Yankees Magazine |
Elston
Howard
By
Marty Appel
It
was the last of the seventh inning on Opening
Day at Fenway Park – Thursday,
April 14, 1955. A sunny sky warmed the 22,246
Bosox faithful who had turned out to see Arthur
Fiedler lead the Boston Pops in the National
Anthem, and to see Willard Nixon duel Bob Grim
in what would be the second game of the season
for the Yankees.
They would also be seeing Yankee history.
In
the top of the inning, Irv Noren, the Yankees’ leftfielder,
was called out at the plate on a bang-bang-play
by umpire
Bill McKinley. It was close, and Noren argued
strongly. McKinley chased him along with Hank
Bauer, who said something out of line from
the dugout.
The inning over, Casey Stengel pointed to
the lean rookie near the end of the bench and
motioned him to left, sending veteran Joe Collins
to right for Bauer.
McKinley
waved his hand up and down towards the press
box, noting where they would bat
in the lineup (“up and down,” meaning
right where the men they were replacing batted),
and pointed to the Sox P.A. announcer to inform
the crowd.
“Your
attention, please, ladies and gentlemen.
Now playing left field for the Yankees,
number 32, Elston Howard, number 32.”
Ellie began throwing the ball back and forth
with Mickey Mantle in center, warming up.
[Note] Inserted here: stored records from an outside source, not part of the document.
//! Shared in-memory entry store.

use super::traits::EntryProvider;
use crate::domain::DirectoryEntry;
use std::sync::{Arc, PoisonError, RwLock};

/// A thread-safe, in-memory list of directory entries.
///
/// Clones share the same backing list, so an entry added through one handle
/// is visible to every crawler reading through another. Iteration order is
/// insertion order.
#[derive(Debug, Clone, Default)]
pub struct InMemoryDirectory {
    entries: Arc<RwLock<Vec<DirectoryEntry>>>,
}

impl InMemoryDirectory {
    /// Create a directory seeded with the given entries.
    pub fn new(entries: Vec<DirectoryEntry>) -> Self {
        Self {
            entries: Arc::new(RwLock::new(entries)),
        }
    }

    /// Append an entry.
    pub fn add(&self, entry: DirectoryEntry) {
        self.entries
            .write()
            .unwrap_or_else(PoisonError::into_inner)
            .push(entry);
    }

    /// Replace every entry at once.
    pub fn replace_all(&self, entries: Vec<DirectoryEntry>) {
        *self
            .entries
            .write()
            .unwrap_or_else(PoisonError::into_inner) = entries;
    }

    /// Copy of the current entries.
    pub fn snapshot(&self) -> Vec<DirectoryEntry> {
        // Entries are plain values, so a poisoned lock still holds usable data.
        self.entries
            .read()
            .unwrap_or_else(PoisonError::into_inner)
            .clone()
    }

    pub fn len(&self) -> usize {
        self.entries
            .read()
            .unwrap_or_else(PoisonError::into_inner)
            .len()
    }

    pub fn is_empty(&self) -> bool {
        self.len() == 0
    }
}

impl EntryProvider for InMemoryDirectory {
    fn entries(&self) -> Vec<DirectoryEntry> {
        self.snapshot()
    }
}

#[cfg(test)]
mod tests {
    use super::*;
    use crate::domain::PhoneNumber;

    fn entry(name: &str, phone: &str) -> DirectoryEntry {
        DirectoryEntry::with_number(name, PhoneNumber::new(phone).unwrap())
    }

    #[test]
    fn test_default_is_empty() {
        let directory = InMemoryDirectory::default();
        assert!(directory.is_empty());
        assert!(directory.entries().is_empty());
    }

    #[test]
    fn test_add_keeps_insertion_order() {
        let directory = InMemoryDirectory::new(vec![entry("Person_1", "+36.201234567")]);
        directory.add(entry("Person_2", "+36.302345678"));
        directory.add(DirectoryEntry::without_number("Person_3"));

        let names: Vec<String> = directory
            .entries()
            .iter()
            .map(|e| e.name().to_string())
            .collect();
        assert_eq!(names, vec!["Person_1", "Person_2", "Person_3"]);
        assert_eq!(directory.len(), 3);
    }

    #[test]
    fn test_clones_share_storage() {
        let directory = InMemoryDirectory::default();
        let handle = directory.clone();

        handle.add(entry("Person_1", "+36.201234567"));
        assert_eq!(directory.len(), 1);

        directory.replace_all(vec![]);
        assert!(handle.is_empty());
    }
}
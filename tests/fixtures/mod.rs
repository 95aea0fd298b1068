//! Test fixtures and sample data.
//!
//! Mirrors the two-person phone book used across the crawler tests.

#![allow(dead_code)]

use phonebook_crawler::{DirectoryEntry, PhoneNumber};

pub const NAME_1: &str = "Person_1";
pub const NAME_2: &str = "Person_2";
pub const NAME_3: &str = "Person_3";
pub const INVALID_NAME: &str = "InvalidPerson";

pub const PHONE_1: &str = "+36.201234567";
pub const PHONE_2: &str = "+36.302345678";
pub const PHONE_3: &str = "+36.403456789";

/// Build a validated phone number.
pub fn phone(text: &str) -> PhoneNumber {
    PhoneNumber::new(text).expect("fixture phone numbers are valid")
}

/// Build an entry with a known number.
pub fn entry(name: &str, number: &str) -> DirectoryEntry {
    DirectoryEntry::with_number(name, phone(number))
}

pub fn entry_1() -> DirectoryEntry {
    entry(NAME_1, PHONE_1)
}

pub fn entry_2() -> DirectoryEntry {
    entry(NAME_2, PHONE_2)
}

/// Entry handed out by caller-supplied fallbacks.
pub fn fallback_entry() -> DirectoryEntry {
    entry(NAME_3, PHONE_3)
}

/// The standard two-entry phone book.
pub fn sample_entries() -> Vec<DirectoryEntry> {
    vec![entry_1(), entry_2()]
}
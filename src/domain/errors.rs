//! Domain validation errors.

use std::fmt;

/// Errors that can occur during domain value object validation.
#[derive(Debug, Clone, PartialEq, Eq)]
pub enum ValidationError {
    /// The provided phone number does not match the EPP format.
    ///
    /// Carries the rejected input for diagnostics; the display message stays fixed.
    InvalidPhone(String),
}

impl ValidationError {
    /// The rejected input text.
    pub fn rejected_input(&self) -> &str {
        match self {
            Self::InvalidPhone(phone) => phone,
        }
    }
}

impl fmt::Display for ValidationError {
    fn fmt(&self, f: &mut fmt::Formatter<'_>) -> fmt::Result {
        match self {
            Self::InvalidPhone(_) => write!(f, "Invalid phone number"),
        }
    }
}

impl std::error::Error for ValidationError {}

#[cfg(test)]
mod tests {
    use super::*;

    #[test]
    fn test_invalid_phone_message_is_fixed() {
        let err = ValidationError::InvalidPhone("12345".to_string());
        assert_eq!(err.to_string(), "Invalid phone number");
        assert_eq!(err.rejected_input(), "12345");
    }
}
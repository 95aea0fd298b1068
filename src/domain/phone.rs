//! PhoneNumber value object.

use super::errors::ValidationError;
use once_cell::sync::Lazy;
use regex::Regex;
use serde::{Deserialize, Deserializer, Serialize, Serializer};
use std::fmt;
use std::str::FromStr;

/// EPP-style phone number: `+CCC.NNNNNNNNNN` with an optional `x<extension>`.
static EPP_PHONE_REGEX: Lazy<Regex> = Lazy::new(|| {
    Regex::new(r"^\+?(?P<country>[0-9]{1,3})\.(?P<subscriber>[0-9]{4,14})(?:x(?P<extension>.+))?$")
        .expect("Failed to compile EPP phone number regex")
});

/// A type-safe wrapper for phone numbers in EPP format.
///
/// The text is validated once at construction time, so every
/// `PhoneNumber` in the system is known to be well-formed.
///
/// # Format
///
/// - optional leading `+`
/// - 1 to 3 digit country code
/// - a literal `.`
/// - 4 to 14 digit subscriber number
/// - optionally `x` followed by an extension of any length
///
/// # Example
///
/// ```
/// use phonebook_crawler::domain::PhoneNumber;
///
/// let phone = PhoneNumber::new("+36.201234567").unwrap();
/// assert_eq!(phone.as_str(), "+36.201234567");
/// assert_eq!(phone.country_code(), "36");
/// ```
#[derive(Debug, Clone, PartialEq, Eq, Hash, PartialOrd, Ord)]
pub struct PhoneNumber(String);

impl PhoneNumber {
    /// Create a new PhoneNumber, validating the format.
    ///
    /// # Errors
    ///
    /// Returns `ValidationError::InvalidPhone` if the text is not a full match
    /// of the EPP format.
    pub fn new(phone: impl Into<String>) -> Result<Self, ValidationError> {
        let phone = phone.into();

        if !EPP_PHONE_REGEX.is_match(&phone) {
            return Err(ValidationError::InvalidPhone(phone));
        }

        Ok(Self(phone))
    }

    /// Get the phone number as a string slice.
    pub fn as_str(&self) -> &str {
        &self.0
    }

    /// Convert into the underlying String.
    pub fn into_inner(self) -> String {
        self.0
    }

    /// Country code digits, without the leading `+`.
    pub fn country_code(&self) -> &str {
        self.part("country").unwrap_or_default()
    }

    /// Subscriber number digits.
    pub fn subscriber_number(&self) -> &str {
        self.part("subscriber").unwrap_or_default()
    }

    /// Extension text after the `x`, if present.
    pub fn extension(&self) -> Option<&str> {
        self.part("extension")
    }

    // Re-runs the regex on each call; only the validated text is stored.
    fn part(&self, group: &str) -> Option<&str> {
        EPP_PHONE_REGEX
            .captures(&self.0)
            .and_then(|caps| caps.name(group))
            .map(|m| m.as_str())
    }
}

impl FromStr for PhoneNumber {
    type Err = ValidationError;

    fn from_str(s: &str) -> Result<Self, Self::Err> {
        Self::new(s)
    }
}

// Serde support - serialize as string
impl Serialize for PhoneNumber {
    fn serialize<S>(&self, serializer: S) -> Result<S::Ok, S::Error>
    where
        S: Serializer,
    {
        self.0.serialize(serializer)
    }
}

// Serde support - deserialize from string with validation
impl<'de> Deserialize<'de> for PhoneNumber {
    fn deserialize<D>(deserializer: D) -> Result<Self, D::Error>
    where
        D: Deserializer<'de>,
    {
        let s = String::deserialize(deserializer)?;
        PhoneNumber::new(s).map_err(serde::de::Error::custom)
    }
}

impl fmt::Display for PhoneNumber {
    fn fmt(&self, f: &mut fmt::Formatter<'_>) -> fmt::Result {
        write!(f, "{}", self.0)
    }
}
Left field. The Green Monster looming over
his shoulder. Ted Williams country. And there
you had it. After 52 seasons of all white players
appearing in approximately 8,000 box scores,
the Yankees had a black player in the lineup.
He was, of course, the only black player on
the field that day, for it would be another
four years before the Red Sox would become
the last team to integrate, adding Pumpsie
Green to their roster in 1959. The Yankees
were the 13th of the original 16 teams to add
a black player.
The
New York Times noted, “Howard thus
became the first Negro to play for the Yankees
in a league contest. He received a fine ovation.”
Although the Yankees would lose the game
8-4, Howard would get an RBI single in the
eighth off the 40-year-old right-hander Ellis
Kinder to make his debut personally satisfying.
Thus,
April 14, 2005, marks the 50th anniversary
of Elston Howard’s Yankee debut, the
debut that broke the color line on the Yankees
and launched the career of a proud man and
future MVP, who would ultimately have his uniform
number retired.
How
apt that Fenway be the scene of the debut,
for it would be there that Ellie would compete
in so many great contests in the strong rivalry,
would actually finish his career as an active
player wearing the Boston uniform in 1967-68,
and where he would coach for the Yankees during
the wild ‘70s (when he put his strong
body between Billy Martin and Reggie Jackson
in the dugout to play peacemaker).
For years, small choruses of civil rights
proponents and activists had sent occasional
picket lines to Yankee Stadium to demand that
the team add a black player. For much of the
first half of the 20th century, when all teams
were white, the Yankees were no more singled
out than was Major League Baseball in general.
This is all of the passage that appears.